Cher ministre du Travail, je suis une contribuable. Je paie plus d'impôt que la majorité des gens pour la simple et bonne raison que je fais plus d'argent que la moyenne des gens. Comme je l'ai déjà dit, je suis une enfant de BS. Aujourd'hui, je fais de l'argent. Je paie mes impôts. Ma petite entreprise paie ses impôts. Je dépense au Québec. J'achète le plus possible local et je bois même du vin québécois pour éviter d'envoyer mes piastres ailleurs. Je fais tout ce que je peux pour que mon argent reste au Québec. Oui monsieur, je suis une vraie contribuable.

Sam, quand tu parles en mon nom, je te prie de le faire avec un peu plus d'empathie. Quand tu parles au nom des contribuables, fais bien attention à ce que tu te permets de dire et ne t'avise pas d'essayer de faire passer tes désirs de ministre et d'austérité à travers moi. Parce que moi, même si je paie des impôts, je ne veux pas que tu coupes le BS à ceux qui ne veulent pas déménager. Je ne veux pas que tu coupes le BS à la personne qui est en désintox. Je ne veux pas que la mère de famille qui s'occupe de ses enfants au lieu de travailler crève de faim.

Si ton gouvernement veut parler en mon nom, avise Philippe que moi, j'en ai plein mon cass des paradis fiscaux. Je suis écœurée de voir que des enfants n'auront plus l'aide nécessaire à l'école quand des compagnies ne paient pas une maudite cenne d'impôt. J'ai le goût de vomir quand tu coupes l'argent aux écoles défavorisées, mais que des ministres reçoivent des primes de départ à six chiffres.

Sam, les BS devraient être les derniers à être coupés.

Avant de couper chez les plus pauvres, fais donc le ménage dans toutes les subventions aux entreprises méga-lucratives qui servent à dorloter les plus riches. Va faire le ménage dans les comptes de dépenses de tes ministres.
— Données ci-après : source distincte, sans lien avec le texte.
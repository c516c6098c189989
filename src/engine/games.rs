//! Game settlement: open wagers that settle when a second player joins,
//! plus the unilateral heist attempt
//!
//! Randomness is rolled up front; the store applies the pre-rolled outcome
//! inside its transaction, so settlement stays deterministic and testable
//! under the policy knobs in [`crate::config::HeistConfig`].

use crate::config::EngineConfig;
use crate::error::{EngineError, EngineResult};
use crate::models::{Game, GameOutcome, GameStatus, HeistOutcome};
use crate::store::{HeistRoll, LedgerDb};
use rand::Rng;
use std::sync::Arc;
use tracing::info;

pub struct GameEngine {
    db: LedgerDb,
    config: Arc<EngineConfig>,
}

impl GameEngine {
    pub fn new(db: LedgerDb, config: Arc<EngineConfig>) -> Self {
        Self { db, config }
    }

    /// Open a wager. The bet is locked in at creation and never changes;
    /// no funds move until someone joins.
    pub async fn create(
        &self,
        game_type: &str,
        creator_id: i64,
        bet_amount: i64,
    ) -> EngineResult<i64> {
        if bet_amount < self.config.min_bet {
            return Err(EngineError::InvalidArgument(format!(
                "minimum bet is {} cents",
                self.config.min_bet
            )));
        }
        if bet_amount > self.config.max_bet {
            return Err(EngineError::InvalidArgument(format!(
                "maximum bet is {} cents",
                self.config.max_bet
            )));
        }

        let balance = self
            .db
            .get_balance(creator_id)
            .await?
            .ok_or(EngineError::NotFound("account"))?;
        if balance < bet_amount {
            return Err(EngineError::InsufficientFunds);
        }

        let game_id = self.db.create_game(game_type, creator_id, bet_amount).await?;
        info!(game_id, game_type, creator_id, bet_amount, "game created");
        Ok(game_id)
    }

    /// Open games of the given type, newest first. Read-only.
    pub async fn open_games(&self, game_type: &str) -> EngineResult<Vec<Game>> {
        self.db.open_games(game_type).await
    }

    /// Join an open game and settle it: a uniformly random winner takes the
    /// bet from the loser. Only the first join on a game succeeds; later
    /// callers see `NotFound`.
    pub async fn join(&self, game_id: i64, joiner_id: i64) -> EngineResult<GameOutcome> {
        let game = self
            .db
            .get_game(game_id)
            .await?
            .ok_or(EngineError::NotFound("game"))?;
        if game.status != GameStatus::Open {
            return Err(EngineError::NotFound("game"));
        }
        if joiner_id == game.creator_id {
            return Err(EngineError::InvalidArgument(
                "cannot join your own game".into(),
            ));
        }

        let joiner_balance = self
            .db
            .get_balance(joiner_id)
            .await?
            .ok_or(EngineError::NotFound("account"))?;
        if joiner_balance < game.bet_amount {
            return Err(EngineError::InsufficientFunds);
        }

        let creator_wins = rand::thread_rng().gen_bool(0.5);
        let (winner_id, loser_id) = if creator_wins {
            (game.creator_id, joiner_id)
        } else {
            (joiner_id, game.creator_id)
        };

        let outcome = self.db.settle_game(game_id, winner_id, loser_id).await?;
        info!(
            game_id,
            winner_id = outcome.winner_id,
            pot = outcome.pot,
            "game joined and settled"
        );
        Ok(outcome)
    }

    /// Unilateral attempt to lift funds from another account. Resolves
    /// immediately: on a successful roll the actor takes a random cut of
    /// the target's balance; on failure the actor pays a randomized penalty
    /// if affordable. One attempt per cooldown window per actor.
    pub async fn heist(&self, actor_id: i64, target_id: i64) -> EngineResult<HeistOutcome> {
        if actor_id == target_id {
            return Err(EngineError::InvalidArgument(
                "cannot heist yourself".into(),
            ));
        }

        let policy = &self.config.heist;
        let roll = {
            let mut rng = rand::thread_rng();
            HeistRoll {
                success: rng.gen_bool(policy.success_chance),
                loot_fraction: rng.gen::<f64>(),
                penalty: rng.gen_range(policy.penalty_min..=policy.penalty_max),
            }
        };

        let outcome = self.db.execute_heist(actor_id, target_id, policy, roll).await?;
        match &outcome {
            HeistOutcome::Success { loot } => {
                info!(actor_id, target_id, loot, "heist succeeded");
            }
            HeistOutcome::Failed { penalty } => {
                info!(actor_id, target_id, ?penalty, "heist failed");
            }
        }
        Ok(outcome)
    }
}
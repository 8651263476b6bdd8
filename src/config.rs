use std::{
	env::var,
	num::{NonZeroU64, NonZeroUsize},
	ops,
	path::Path,
	sync::Arc,
	time::Duration,
};

use axum::extract::FromRequestParts;
use diesel::{
	PgConnection,
	r2d2::{ConnectionManager, Pool},
};
use eyre::WrapErr;
use serde::Deserialize;

use crate::{database::PoolConnection, scheduler::SchedulerConfig};

#[derive(Debug, Deserialize)]
pub struct Config {
	pub server: ServerConfig,
	#[serde(default)]
	pub scraper: ScraperConfig,
}

#[derive(Debug, Deserialize)]
pub struct ServerConfig {
	pub port: u16,
	pub database_url: String,
}

#[derive(Debug, Clone, Deserialize)]
#[serde(default)]
pub struct ScraperConfig {
	/// Number of feeds fetched at the same time.
	pub concurrency: NonZeroUsize,
	pub interval_secs: NonZeroU64,
	pub request_timeout_secs: NonZeroU64,
}

const DEFAULT_CONCURRENCY: NonZeroUsize = NonZeroUsize::new(10).unwrap();
const DEFAULT_INTERVAL_SECS: NonZeroU64 = NonZeroU64::new(60).unwrap();
const DEFAULT_REQUEST_TIMEOUT_SECS: NonZeroU64 = NonZeroU64::new(10).unwrap();

impl Default for ScraperConfig {
	fn default() -> Self {
		Self {
			concurrency: DEFAULT_CONCURRENCY,
			interval_secs: DEFAULT_INTERVAL_SECS,
			request_timeout_secs: DEFAULT_REQUEST_TIMEOUT_SECS,
		}
	}
}

impl ScraperConfig {
	pub const fn request_timeout(&self) -> Duration {
		Duration::from_secs(self.request_timeout_secs.get())
	}

	pub const fn scheduler(&self) -> SchedulerConfig {
		SchedulerConfig {
			concurrency: self.concurrency,
			interval: Duration::from_secs(self.interval_secs.get()),
		}
	}
}

impl Config {
	pub fn load_file_from_env() -> eyre::Result<Self> {
		let config_path =
			var("FEEDR_AGGREGATOR_CONFIG").unwrap_or_else(|_| "./config.toml".into());

		let config_path = AsRef::<Path>::as_ref(&config_path)
			.canonicalize()
			.wrap_err("could not find the config file")?;

		let config_content =
			std::fs::read_to_string(config_path).wrap_err("could not read the config file")?;

		Self::from_toml(&config_content)
	}

	pub fn from_toml(content: &str) -> eyre::Result<Self> {
		toml::from_str::<Self>(content).wrap_err("config file does not match the expect structure")
	}
}

#[derive(Debug)]
pub struct Ressources {
	pub database_handle: PoolConnection,
}

#[derive(Debug, Clone)]
pub struct RessourcesRef(Arc<Ressources>);

impl ops::Deref for RessourcesRef {
	type Target = Ressources;
	fn deref(&self) -> &Self::Target {
		&self.0
	}
}

impl FromRequestParts<Self> for RessourcesRef {
	type Rejection = ();
	async fn from_request_parts(
		_parts: &mut axum::http::request::Parts,
		state: &Self,
	) -> Result<Self, Self::Rejection> {
		Ok(state.clone())
	}
}

impl Ressources {
	pub fn init(config: &Config) -> eyre::Result<RessourcesRef> {
		let manager = ConnectionManager::<PgConnection>::new(&config.server.database_url);
		let db_pool = Pool::builder()
			.build(manager)
			.wrap_err("could not build database connection pool")?;

		Ok(Self::from_pool(db_pool))
	}

	pub fn from_pool(database_handle: PoolConnection) -> RessourcesRef {
		RessourcesRef(Arc::new(Self { database_handle }))
	}
}
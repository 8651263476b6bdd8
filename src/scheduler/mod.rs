//! The background polling engine.
//!
//! Every tick the scheduler takes the worker slots that are free, claims that
//! many of the most overdue feeds and hands each one to its own worker. A
//! claim stamps the feed as fetched before the fetch happens, so a feed that
//! keeps failing still rotates to the back of the queue instead of being
//! picked again on every tick. The price is that a failed fetch waits a full
//! rotation before it is retried.

use std::{num::NonZeroUsize, sync::Arc, time::Duration};

use tokio::{
	sync::{OwnedSemaphorePermit, Semaphore},
	time::{MissedTickBehavior, interval},
};
use tokio_util::{sync::CancellationToken, task::TaskTracker};

mod error;
#[cfg(test)]
mod mocks;
mod traits;
mod worker;

pub use self::{
	error::Error,
	traits::{FeedFetcher, FeedStore, InsertOutcome},
	worker::collect_feed,
};

#[derive(Debug, Clone, Copy)]
pub struct SchedulerConfig {
	/// Upper bound on fetches in flight, across overlapping cycles too.
	pub concurrency: NonZeroUsize,
	pub interval: Duration,
}

pub struct Scheduler<S, F> {
	store: Arc<S>,
	fetcher: Arc<F>,
	config: SchedulerConfig,

	workers: Arc<Semaphore>,
	tracker: TaskTracker,
}

impl<S: FeedStore, F: FeedFetcher> Scheduler<S, F> {
	pub fn new(store: S, fetcher: F, config: SchedulerConfig) -> Self {
		Self {
			store: Arc::new(store),
			fetcher: Arc::new(fetcher),
			config,
			workers: Arc::new(Semaphore::new(config.concurrency.get())),
			tracker: TaskTracker::new(),
		}
	}

	/// Runs the scheduler on its own task until `cancel` fires.
	pub fn spawn(self, cancel: CancellationToken) -> tokio::task::JoinHandle<()> {
		tokio::spawn(self.run(cancel))
	}

	/// Ticks forever, starting a cycle right away and then once per interval.
	/// On cancellation, stops ticking and waits for dispatched workers.
	pub async fn run(self, cancel: CancellationToken) {
		tracing::info!(
			concurrency = self.config.concurrency.get(),
			interval = ?self.config.interval,
			"starting scheduler"
		);

		let mut ticker = interval(self.config.interval);
		ticker.set_missed_tick_behavior(MissedTickBehavior::Skip);

		loop {
			tokio::select! {
				() = cancel.cancelled() => break,
				_ = ticker.tick() => {}
			}

			if cancel.is_cancelled() {
				break;
			}

			if let Err(err) = self.run_cycle().await {
				tracing::error!(err = %err, "fetch cycle aborted, retrying next tick");
			}
		}

		tracing::info!(
			in_flight = self.tracker.len(),
			"stopping scheduler, waiting for workers"
		);
		self.tracker.close();
		self.tracker.wait().await;
		tracing::info!("scheduler stopped");
	}

	/// Claims a batch and dispatches one worker per feed without waiting for
	/// them. Returns how many feeds were dispatched.
	pub async fn run_cycle(&self) -> Result<usize, Error> {
		let permits = self.free_workers();
		if permits.is_empty() {
			tracing::debug!("all workers busy, skipping cycle");
			return Ok(0);
		}

		let feeds = self
			.store
			.select_and_claim_next_feeds(permits.len())
			.await
			.map_err(Error::Selection)?;

		tracing::info!(batch = feeds.len(), free = permits.len(), "starting fetch cycle");

		let dispatched = feeds.len();
		for (feed, permit) in feeds.into_iter().zip(permits) {
			let store = Arc::clone(&self.store);
			let fetcher = Arc::clone(&self.fetcher);

			self.tracker.spawn(async move {
				let _permit = permit;
				// errors are logged by the worker and go no further
				let _ = collect_feed(&*store, &*fetcher, &feed).await;
			});
		}

		Ok(dispatched)
	}

	/// Takes every worker slot currently free, without waiting. Slots that
	/// end up without a feed are released when dropped.
	fn free_workers(&self) -> Vec<OwnedSemaphorePermit> {
		std::iter::from_fn(|| Arc::clone(&self.workers).try_acquire_owned().ok()).collect()
	}

	#[cfg(test)]
	async fn wait_for_workers(&self) {
		self.tracker.close();
		self.tracker.wait().await;
		self.tracker.reopen();
	}
}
Va faire le ménage dans la corruption.

Quand tu parles en mon nom, tu peux dire : « Les contribuables québécois veulent que la corruption cesse, que les grosses entreprises paient leur impôt comme eux, que les primes de départ cinq fois plus grosses que le salaire annuel moyen cessent. »

Quand tu parles en mon nom, tu peux dire : « Les contribuables souhaitent mettre fin aux paradis fiscaux où des millions s'envolent en impôts impayés. Les contribuables québécois moyens en ont plein le cul de payer et que les plus riches s'en sauvent. »

Quand tu parles en mon nom, tu peux dire : « Les contribuables québécois veulent des programmes pour aider les plus pauvres. Les Québécois veulent que les riches paient leurs impôts pour réinvestir en santé et en éducation. Les contribuables sont écœurés de voir leurs services coupés quand on gaspille les fonds publics avec de la corruption et des contrats faramineux. »

Ça mon Sam, c'est parler en mon nom. Rappelle-toi en.